Stored data:
..............................
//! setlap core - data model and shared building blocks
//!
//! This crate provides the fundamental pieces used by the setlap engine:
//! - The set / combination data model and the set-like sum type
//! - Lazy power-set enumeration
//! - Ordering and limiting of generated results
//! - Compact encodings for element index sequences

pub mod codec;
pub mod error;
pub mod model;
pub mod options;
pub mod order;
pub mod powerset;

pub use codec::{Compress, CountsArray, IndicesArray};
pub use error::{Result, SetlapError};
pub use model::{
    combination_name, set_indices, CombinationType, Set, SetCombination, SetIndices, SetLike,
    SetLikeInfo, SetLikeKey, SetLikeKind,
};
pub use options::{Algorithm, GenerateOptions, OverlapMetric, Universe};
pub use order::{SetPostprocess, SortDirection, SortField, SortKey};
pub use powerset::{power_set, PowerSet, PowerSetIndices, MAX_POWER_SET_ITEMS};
..............................
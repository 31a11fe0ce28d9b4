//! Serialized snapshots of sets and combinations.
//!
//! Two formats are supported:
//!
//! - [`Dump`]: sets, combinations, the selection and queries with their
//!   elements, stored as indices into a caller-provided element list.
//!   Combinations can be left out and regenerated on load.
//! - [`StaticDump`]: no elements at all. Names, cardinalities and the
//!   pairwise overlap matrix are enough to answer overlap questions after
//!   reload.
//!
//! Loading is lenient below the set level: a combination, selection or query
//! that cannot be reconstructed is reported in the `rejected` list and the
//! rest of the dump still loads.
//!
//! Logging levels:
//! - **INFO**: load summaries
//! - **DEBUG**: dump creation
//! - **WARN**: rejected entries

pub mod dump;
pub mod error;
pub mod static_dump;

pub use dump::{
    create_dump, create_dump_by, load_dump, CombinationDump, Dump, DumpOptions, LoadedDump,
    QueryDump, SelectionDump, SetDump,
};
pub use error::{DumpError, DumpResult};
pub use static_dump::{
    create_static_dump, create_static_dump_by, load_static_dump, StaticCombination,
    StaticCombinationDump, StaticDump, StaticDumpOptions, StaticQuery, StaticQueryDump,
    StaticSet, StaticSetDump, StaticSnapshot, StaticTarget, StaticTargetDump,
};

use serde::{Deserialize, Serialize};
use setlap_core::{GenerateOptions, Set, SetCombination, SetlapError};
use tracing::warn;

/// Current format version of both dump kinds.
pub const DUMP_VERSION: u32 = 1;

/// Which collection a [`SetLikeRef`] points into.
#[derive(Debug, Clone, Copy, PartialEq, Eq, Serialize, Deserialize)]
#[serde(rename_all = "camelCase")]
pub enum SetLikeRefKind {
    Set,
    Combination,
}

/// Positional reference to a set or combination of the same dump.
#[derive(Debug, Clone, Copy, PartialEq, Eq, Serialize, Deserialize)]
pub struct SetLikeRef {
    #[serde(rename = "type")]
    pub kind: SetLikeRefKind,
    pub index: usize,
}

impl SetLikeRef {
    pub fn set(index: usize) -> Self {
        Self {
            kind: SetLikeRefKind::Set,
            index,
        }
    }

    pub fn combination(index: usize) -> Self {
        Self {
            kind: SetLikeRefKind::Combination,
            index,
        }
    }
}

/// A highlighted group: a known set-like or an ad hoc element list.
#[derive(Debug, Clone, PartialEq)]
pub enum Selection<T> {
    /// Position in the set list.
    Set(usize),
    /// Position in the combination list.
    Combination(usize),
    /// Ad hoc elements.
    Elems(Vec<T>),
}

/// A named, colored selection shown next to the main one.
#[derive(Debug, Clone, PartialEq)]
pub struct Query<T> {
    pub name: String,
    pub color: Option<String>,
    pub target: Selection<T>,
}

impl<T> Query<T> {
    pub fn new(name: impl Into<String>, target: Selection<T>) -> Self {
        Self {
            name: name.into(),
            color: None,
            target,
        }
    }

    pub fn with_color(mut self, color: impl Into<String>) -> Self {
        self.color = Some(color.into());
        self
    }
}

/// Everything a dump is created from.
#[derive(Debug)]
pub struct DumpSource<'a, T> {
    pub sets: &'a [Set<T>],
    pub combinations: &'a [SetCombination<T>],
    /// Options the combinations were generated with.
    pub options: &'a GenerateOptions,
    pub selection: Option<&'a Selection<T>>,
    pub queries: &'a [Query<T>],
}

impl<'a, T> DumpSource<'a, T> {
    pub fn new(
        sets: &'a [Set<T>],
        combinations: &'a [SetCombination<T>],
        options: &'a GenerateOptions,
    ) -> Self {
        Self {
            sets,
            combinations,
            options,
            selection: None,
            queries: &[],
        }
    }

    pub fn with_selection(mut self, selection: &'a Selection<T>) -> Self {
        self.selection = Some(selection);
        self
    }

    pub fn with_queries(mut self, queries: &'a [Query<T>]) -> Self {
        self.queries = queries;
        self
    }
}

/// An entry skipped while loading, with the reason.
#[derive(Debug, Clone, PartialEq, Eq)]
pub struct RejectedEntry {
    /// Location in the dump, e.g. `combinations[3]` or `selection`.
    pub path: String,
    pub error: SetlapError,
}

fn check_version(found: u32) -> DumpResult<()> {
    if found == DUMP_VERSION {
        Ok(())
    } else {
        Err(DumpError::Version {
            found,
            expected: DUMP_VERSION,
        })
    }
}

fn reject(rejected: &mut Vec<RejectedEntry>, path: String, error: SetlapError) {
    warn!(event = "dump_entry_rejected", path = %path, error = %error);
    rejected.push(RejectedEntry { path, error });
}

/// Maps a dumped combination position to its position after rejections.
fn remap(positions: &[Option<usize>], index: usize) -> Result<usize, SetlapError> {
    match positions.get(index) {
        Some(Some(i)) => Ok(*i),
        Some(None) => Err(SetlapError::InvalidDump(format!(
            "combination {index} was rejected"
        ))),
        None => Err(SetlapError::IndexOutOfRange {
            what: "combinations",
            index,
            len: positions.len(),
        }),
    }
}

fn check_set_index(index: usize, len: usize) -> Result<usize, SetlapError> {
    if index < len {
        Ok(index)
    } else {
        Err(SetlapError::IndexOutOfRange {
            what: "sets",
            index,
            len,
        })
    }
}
..............................
### Work to complete
In your answer, include only the lines above starting at the line that holds "#[derive(Debug)]" and ending at the line that holds "if found == DUMP_VERSION", copied exactly.

### Written answer
#[derive(Debug)]
pub struct DumpSource<'a, T> {
    pub sets: &'a [Set<T>],
    pub combinations: &'a [SetCombination<T>],
    /// Options the combinations were generated with.
    pub options: &'a GenerateOptions,
    pub selection: Option<&'a Selection<T>>,
    pub queries: &'a [Query<T>],
}

impl<'a, T> DumpSource<'a, T> {
    pub fn new(
        sets: &'a [Set<T>],
        combinations: &'a [SetCombination<T>],
        options: &'a GenerateOptions,
    ) -> Self {
        Self {
            sets,
            combinations,
            options,
            selection: None,
            queries: &[],
        }
    }

    pub fn with_selection(mut self, selection: &'a Selection<T>) -> Self {
        self.selection = Some(selection);
        self
    }

    pub fn with_queries(mut self, queries: &'a [Query<T>]) -> Self {
        self.queries = queries;
        self
    }
}

/// An entry skipped while loading, with the reason.
#[derive(Debug, Clone, PartialEq, Eq)]
pub struct RejectedEntry {
    /// Location in the dump, e.g. `combinations[3]` or `selection`.
    pub path: String,
    pub error: SetlapError,
}

fn check_version(found: u32) -> DumpResult<()> {
    if found == DUMP_VERSION {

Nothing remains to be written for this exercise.